▸ WHAT TO WORK ON
In the records below, find the line containing "fn default() ->" and restate it and all lines after it exactly, through the last line.

▸ AVAILABLE RECORDS
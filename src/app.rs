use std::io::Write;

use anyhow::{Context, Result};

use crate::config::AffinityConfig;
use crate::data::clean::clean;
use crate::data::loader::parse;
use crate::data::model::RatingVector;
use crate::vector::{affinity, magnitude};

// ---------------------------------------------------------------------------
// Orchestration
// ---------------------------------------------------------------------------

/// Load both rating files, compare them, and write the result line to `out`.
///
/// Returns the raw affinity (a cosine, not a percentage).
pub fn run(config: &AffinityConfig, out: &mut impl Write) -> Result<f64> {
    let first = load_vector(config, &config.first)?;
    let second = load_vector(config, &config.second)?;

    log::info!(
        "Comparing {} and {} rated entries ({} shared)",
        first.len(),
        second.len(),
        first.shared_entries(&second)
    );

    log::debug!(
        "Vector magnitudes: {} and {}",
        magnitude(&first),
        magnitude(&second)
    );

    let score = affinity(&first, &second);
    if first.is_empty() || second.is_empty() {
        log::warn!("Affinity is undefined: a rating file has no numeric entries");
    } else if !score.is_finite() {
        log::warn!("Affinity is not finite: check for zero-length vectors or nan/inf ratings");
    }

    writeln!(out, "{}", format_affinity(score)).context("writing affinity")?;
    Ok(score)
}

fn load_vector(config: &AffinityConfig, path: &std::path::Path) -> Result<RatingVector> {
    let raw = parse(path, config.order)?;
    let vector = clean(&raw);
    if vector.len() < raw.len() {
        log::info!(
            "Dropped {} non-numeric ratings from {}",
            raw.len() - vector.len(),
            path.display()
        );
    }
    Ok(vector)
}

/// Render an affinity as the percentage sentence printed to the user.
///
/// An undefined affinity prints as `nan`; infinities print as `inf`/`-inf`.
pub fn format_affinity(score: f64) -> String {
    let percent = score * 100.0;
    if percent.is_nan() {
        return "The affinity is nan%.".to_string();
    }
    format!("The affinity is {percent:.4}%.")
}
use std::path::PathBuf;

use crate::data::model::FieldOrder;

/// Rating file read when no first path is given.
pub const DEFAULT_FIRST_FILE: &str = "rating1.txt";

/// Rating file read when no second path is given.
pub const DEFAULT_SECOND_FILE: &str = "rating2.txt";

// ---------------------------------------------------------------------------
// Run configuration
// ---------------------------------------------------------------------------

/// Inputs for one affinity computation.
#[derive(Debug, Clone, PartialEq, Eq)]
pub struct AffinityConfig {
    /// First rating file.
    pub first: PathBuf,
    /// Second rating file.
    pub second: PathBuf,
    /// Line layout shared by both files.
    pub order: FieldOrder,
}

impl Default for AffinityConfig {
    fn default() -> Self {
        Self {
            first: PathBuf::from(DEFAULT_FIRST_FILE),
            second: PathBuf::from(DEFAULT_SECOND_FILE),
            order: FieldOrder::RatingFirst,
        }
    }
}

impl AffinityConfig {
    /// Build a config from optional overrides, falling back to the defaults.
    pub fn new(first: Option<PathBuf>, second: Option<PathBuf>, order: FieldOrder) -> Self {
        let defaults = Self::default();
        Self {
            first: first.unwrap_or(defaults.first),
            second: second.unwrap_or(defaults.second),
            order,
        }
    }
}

▸ EXERCISE RESPONSE
    fn default() -> Self {
        Self {
            first: PathBuf::from(DEFAULT_FIRST_FILE),
            second: PathBuf::from(DEFAULT_SECOND_FILE),
            order: FieldOrder::RatingFirst,
        }
    }
}

impl AffinityConfig {
    /// Build a config from optional overrides, falling back to the defaults.
    pub fn new(first: Option<PathBuf>, second: Option<PathBuf>, order: FieldOrder) -> Self {
        let defaults = Self::default();
        Self {
            first: first.unwrap_or(defaults.first),
            second: second.unwrap_or(defaults.second),
            order,
        }
    }
}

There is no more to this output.